Das Land Sachsen hat inzwischen die Vorteile erkannt und im Juni 2023 eine Open Source-Strategie der Sächsischen Staatsverwaltung im Kabinett beschlossen, die sich nun in der Umsetzung befindet. Genauere Infos dazu fehlen allerdings noch. Währenddessen (Juni 2021 bis März 2023) hat das Bundesinnenministerium in Zusammenarbeit mit Nordrhein-Westfalen und Baden-Württemberg eine komplette Plattform aus dem Boden gestampft. Eigentlich die perfekte Gelegenheit für Stadt und Land, sich da mit draufzusetzen.
Die größte Hürde bei einer Umstellung auf OpenSource ist am Ende die IT-Abteilung selbst. Aus Angst vor einer Flut an Support-Anfragen, wird dann doch lieber der Status quo mit Microsoft aufrecht erhalten. Dass das ebenfalls eine Menge Support benötigt, wird dabei gern vergessen.

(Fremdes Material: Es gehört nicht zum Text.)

//! Integration tests for the batch driver.

use lex_cleaning::io::read_raw_table;
use lex_cleaning::{
    BatchDriver, CleanerConfig, CollisionPolicy, FileOutcome, Pipeline, process_directory,
};
use pretty_assertions::assert_eq;
use std::fs;
use std::path::{Path, PathBuf};
use tempfile::TempDir;

fn fixtures_path() -> PathBuf {
    PathBuf::from(env!("CARGO_MANIFEST_DIR")).join("tests/fixtures")
}

/// Copy fixtures into a fresh input directory.
fn input_dir_with(fixtures: &[&str]) -> TempDir {
    let dir = TempDir::new().unwrap();
    for name in fixtures {
        fs::copy(fixtures_path().join(name), dir.path().join(name)).unwrap();
    }
    dir
}

fn file_name(path: &Path) -> String {
    path.file_name().unwrap().to_string_lossy().into_owned()
}

#[test]
fn test_batch_continues_past_failed_file() {
    let input = input_dir_with(&["collision.csv", "field.csv", "sales.csv"]);
    let output = TempDir::new().unwrap();

    let config = CleanerConfig::builder()
        .column_collision(CollisionPolicy::Reject)
        .build()
        .unwrap();
    let pipeline = Pipeline::builder().config(config).build().unwrap();

    let summary = process_directory(&pipeline, input.path(), output.path()).unwrap();

    let inputs: Vec<String> = summary.outcomes.iter().map(|o| file_name(o.input())).collect();
    assert_eq!(inputs, vec!["collision.csv", "field.csv", "sales.csv"]);
    assert_eq!(summary.failed_count(), 1);
    assert_eq!(summary.cleaned_count(), 2);

    match &summary.outcomes[0] {
        FileOutcome::Failed { code, error, .. } => {
            assert_eq!(code, "COLUMN_COLLISION");
            assert!(error.contains("collision.csv"));
        }
        other => panic!("expected a failure, got {:?}", other),
    }

    let cleaned = read_raw_table(&output.path().join("cleaned_sales.csv")).unwrap();
    assert_eq!(cleaned.height(), 4);
    assert!(output.path().join("cleaned_field.csv").is_file());
    assert!(!output.path().join("cleaned_collision.csv").exists());
}

#[test]
fn test_suffixed_collision_is_cleaned() {
    let input = input_dir_with(&["collision.csv"]);
    let output = TempDir::new().unwrap();
    let pipeline = Pipeline::builder().build().unwrap();

    let summary = process_directory(&pipeline, input.path(), output.path()).unwrap();
    assert_eq!(summary.failed_count(), 0);

    let cleaned = read_raw_table(&output.path().join("cleaned_collision.csv")).unwrap();
    let names: Vec<String> = cleaned
        .get_column_names()
        .into_iter()
        .map(|s| s.to_string())
        .collect();
    assert_eq!(names, vec!["total_cost", "total_cost_2"]);
}

#[test]
fn test_repeated_raw_header_follows_collision_policy() {
    let input = TempDir::new().unwrap();
    fs::write(input.path().join("repeat.csv"), "Qty,Qty\n1,2\n3,4\n").unwrap();

    let output = TempDir::new().unwrap();
    let pipeline = Pipeline::builder().build().unwrap();
    let summary = process_directory(&pipeline, input.path(), output.path()).unwrap();
    assert_eq!(summary.failed_count(), 0);

    let cleaned = read_raw_table(&output.path().join("cleaned_repeat.csv")).unwrap();
    let names: Vec<String> = cleaned
        .get_column_names()
        .into_iter()
        .map(|s| s.to_string())
        .collect();
    assert_eq!(names, vec!["qty", "qty_2"]);

    let rejecting = TempDir::new().unwrap();
    let config = CleanerConfig::builder()
        .column_collision(CollisionPolicy::Reject)
        .build()
        .unwrap();
    let pipeline = Pipeline::builder().config(config).build().unwrap();
    let summary = process_directory(&pipeline, input.path(), rejecting.path()).unwrap();

    match &summary.outcomes[0] {
        FileOutcome::Failed { code, .. } => assert_eq!(code, "COLUMN_COLLISION"),
        other => panic!("expected a failure, got {:?}", other),
    }
    assert!(!rejecting.path().join("cleaned_repeat.csv").exists());
}

#[test]
fn test_unwritable_output_is_per_file() {
    let input = input_dir_with(&["field.csv", "sales.csv"]);
    let blocker = TempDir::new().unwrap();
    // A regular file where the output directory should be
    let output = blocker.path().join("not_a_dir");
    fs::write(&output, "").unwrap();

    let pipeline = Pipeline::builder().build().unwrap();
    let summary = process_directory(&pipeline, input.path(), &output).unwrap();

    assert_eq!(summary.failed_count(), 2);
    for outcome in &summary.outcomes {
        match outcome {
            FileOutcome::Failed { code, .. } => assert_eq!(code, "WRITE_FAILED"),
            other => panic!("expected a failure, got {:?}", other),
        }
    }
}

#[test]
fn test_missing_input_directory_fails_batch() {
    let root = TempDir::new().unwrap();
    let pipeline = Pipeline::builder().build().unwrap();

    let err = process_directory(&pipeline, &root.path().join("absent"), root.path()).unwrap_err();
    assert_eq!(err.error_code(), "DIRECTORY_NOT_FOUND");
}

#[test]
fn test_reports_and_prefix() {
    let input = input_dir_with(&["sales.csv"]);
    let output = TempDir::new().unwrap();

    let config = CleanerConfig::builder()
        .output_prefix("clean_")
        .build()
        .unwrap();
    let pipeline = Pipeline::builder().config(config).build().unwrap();

    let summary = BatchDriver::new(&pipeline, output.path())
        .emit_reports(true)
        .run(input.path())
        .unwrap();

    assert_eq!(summary.cleaned_count(), 1);
    assert!(output.path().join("clean_sales.csv").is_file());

    let report: serde_json::Value = serde_json::from_str(
        &fs::read_to_string(output.path().join("sales_report.json")).unwrap(),
    )
    .unwrap();
    assert_eq!(report["rows_before"], 5);
    assert_eq!(report["rows_after"], 4);
    assert_eq!(report["duplicates_removed"], 1);
}

#[test]
fn test_report_failure_keeps_cleaned_outcome() {
    let input = input_dir_with(&["sales.csv"]);
    let output = TempDir::new().unwrap();
    // A directory in the report's place makes the report write fail
    fs::create_dir(output.path().join("sales_report.json")).unwrap();

    let pipeline = Pipeline::builder().build().unwrap();
    let summary = BatchDriver::new(&pipeline, output.path())
        .emit_reports(true)
        .run(input.path())
        .unwrap();

    assert_eq!(summary.failed_count(), 0);
    assert!(output.path().join("cleaned_sales.csv").is_file());

    match &summary.outcomes[0] {
        FileOutcome::Cleaned { summary, .. } => {
            assert!(
                summary
                    .warnings
                    .iter()
                    .any(|w| w.contains("sales_report.json"))
            );
        }
        other => panic!("expected a cleaned file, got {:?}", other),
    }
}

#[test]
fn test_non_matching_files_ignored() {
    let input = input_dir_with(&["sales.csv"]);
    fs::write(input.path().join("notes.txt"), "not a table").unwrap();
    let output = TempDir::new().unwrap();

    let pipeline = Pipeline::builder().build().unwrap();
    let summary = process_directory(&pipeline, input.path(), output.path()).unwrap();

    assert_eq!(summary.outcomes.len(), 1);
}
//! Sentinel replacement and duplicate row removal.

use anyhow::Result;
use polars::prelude::*;
use std::collections::HashSet;
use tracing::debug;

/// Replace every cell that exactly equals a sentinel token with null.
///
/// Matching is exact: no trimming or case folding, so `" NA"` survives and is
/// handled later by the typed stages. Only text columns are inspected.
pub(crate) fn replace_sentinels(df: DataFrame, tokens: &[String]) -> Result<(DataFrame, usize)> {
    let mut df = df;
    let sentinels: HashSet<&str> = tokens.iter().map(|s| s.as_str()).collect();
    let column_names = crate::utils::column_names(&df);

    let mut total_replacements = 0;

    for col_name in &column_names {
        let series = df.column(col_name)?.as_materialized_series().clone();
        if series.dtype() != &DataType::String {
            continue;
        }

        let str_series = series.str()?;
        let mut cleaned_values = Vec::with_capacity(str_series.len());
        let mut count = 0;

        for opt_val in str_series.into_iter() {
            match opt_val {
                Some(val) if sentinels.contains(val) => {
                    cleaned_values.push(None);
                    count += 1;
                }
                Some(val) => cleaned_values.push(Some(val.to_string())),
                None => cleaned_values.push(None),
            }
        }

        if count > 0 {
            total_replacements += count;
            crate::utils::replace_with_text(&mut df, col_name, cleaned_values)?;
        }
    }

    if total_replacements > 0 {
        debug!("Replaced {} sentinel values with null", total_replacements);
    }

    Ok((df, total_replacements))
}

/// Drop rows equal to an earlier row over all columns, keeping the first
/// occurrence and the order of the surviving rows.
pub(crate) fn remove_duplicate_rows(df: DataFrame) -> Result<(DataFrame, usize)> {
    if df.width() == 0 || df.height() < 2 {
        return Ok((df, 0));
    }

    let before = df.height();
    let deduped = df.unique_stable(None, UniqueKeepStrategy::First, None)?;
    let removed = before - deduped.height();

    if removed > 0 {
        debug!("Removed {} duplicate rows", removed);
    } else {
        debug!("No duplicate rows found");
    }

    Ok((deduped, removed))
}
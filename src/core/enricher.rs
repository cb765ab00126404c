//! Catalog enrichment of transactions
//!
//! Joins each transaction against a [`ProductLookup`] keyed by the numeric
//! part of its ProductID (`P101` → `101`). Records degrade independently: a
//! ProductID that does not parse, or an id missing from the lookup, leaves
//! that one record unmatched.

use crate::core::validator::PRODUCT_ID_PREFIX;
use crate::types::{EnrichedTransaction, ProductId, ProductLookup, Transaction};
use rust_decimal::Decimal;
use std::collections::BTreeSet;

/// Numeric id of a prefixed product identifier
///
/// Strips every leading `prefix` character, then parses the remainder.
pub fn extract_product_id(product_id: &str, prefix: char) -> Option<ProductId> {
    product_id.trim_start_matches(prefix).parse().ok()
}

pub fn enrich_transaction(
    transaction: &Transaction,
    lookup: &ProductLookup,
) -> EnrichedTransaction {
    let details = extract_product_id(transaction.product_id(), PRODUCT_ID_PREFIX)
        .and_then(|id| lookup.get(id))
        .cloned();

    EnrichedTransaction::new(transaction.clone(), details)
}

/// One enriched record per input transaction, in input order
pub fn enrich_transactions(
    transactions: &[Transaction],
    lookup: &ProductLookup,
) -> Vec<EnrichedTransaction> {
    transactions
        .iter()
        .map(|tx| enrich_transaction(tx, lookup))
        .collect()
}

/// Match counts over an enriched set
#[derive(Debug, Clone, Default, PartialEq)]
pub struct EnrichmentStats {
    pub total: usize,
    pub matched: usize,
    /// Percent of records matched; zero for an empty set
    pub success_rate: Decimal,
    /// Distinct ProductIDs without a catalog match, sorted
    pub unmatched_product_ids: Vec<String>,
}

impl EnrichmentStats {
    pub fn from_enriched(enriched: &[EnrichedTransaction]) -> Self {
        let total = enriched.len();
        let matched = enriched.iter().filter(|tx| tx.api_match()).count();
        let success_rate = if total == 0 {
            Decimal::ZERO
        } else {
            Decimal::from(matched) * Decimal::ONE_HUNDRED / Decimal::from(total)
        };

        let unmatched: BTreeSet<&str> = enriched
            .iter()
            .filter(|tx| !tx.api_match())
            .map(|tx| tx.transaction.product_id())
            .collect();

        EnrichmentStats {
            total,
            matched,
            success_rate,
            unmatched_product_ids: unmatched.into_iter().map(str::to_string).collect(),
        }
    }
}
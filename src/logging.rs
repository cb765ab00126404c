//! Logging setup
//!
//! Logs go to stderr so stdout only carries the run summary. `RUST_LOG`
//! takes precedence over the verbosity flag when set.

use tracing_subscriber::{fmt, prelude::*, EnvFilter};

/// Default directive for a `-v` count
pub fn level_for_verbosity(verbosity: u8) -> &'static str {
    match verbosity {
        0 => "info",
        1 => "debug",
        _ => "trace",
    }
}

/// Install the global subscriber; later calls are ignored
pub fn init_logging(verbosity: u8) {
    let filter = EnvFilter::try_from_default_env()
        .unwrap_or_else(|_| EnvFilter::new(level_for_verbosity(verbosity)));

    let console_layer = fmt::layer().with_writer(std::io::stderr).with_target(false);

    let _ = tracing_subscriber::registry()
        .with(filter)
        .with(console_layer)
        .try_init();
}

#[cfg(test)]
mod tests {
    use super::*;
    use rstest::rstest;

    #[rstest]
    #[case(0, "info")]
    #[case(1, "debug")]
    #[case(2, "trace")]
    #[case(9, "trace")]
    fn test_level_for_verbosity(#[case] verbosity: u8, #[case] expected: &str) {
        assert_eq!(level_for_verbosity(verbosity), expected);
    }

    #[test]
    fn test_init_logging_twice_is_harmless() {
        init_logging(0);
        init_logging(2);
    }
}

Also lasst uns das mit der OpenSource-Software doch einfach machen und mit dem frei werdenden Budget die IT-Abteilung aufstocken. Win-win für alle! Außer für Windows.
ist es ggf erwähnenswert, dass die aktuellen MS Office Versionen Daten generell via Cloud prozessieren? Prominentes Beispiel: Outlook, dass Mails mitlesen und verarbeiten will. ein No-Go für nicht -öffentliche Korrespondenz.
wer so etwas in Behörden einsetzt handelt nicht nur fahrlässig sondern schon vorsätzlich gegen alle Datenschutzauflagen, die es gibt.
Genau. Diesen Punkt habe ich kurz angerissen beim Hinweis auf die Server im Ausland.
Ein weiterer wichtiger Punkt ist hier, dass es nicht nur um Anwendungsprogramme wie Thunderbird statt Outlook geht, sondern auch um die Server. Die deutsche Firma The Infrastructure Company GmbH beispielsweise vertreibt den quelloffenen E-Mail-Server Mailcow mit einer kompletten Groupware-Lösung. Für weitere Cloud-Dienste eignet sich die bereits sehr bekannte Nextcloud. Die Liste lässt sich beliebig fortsetzen.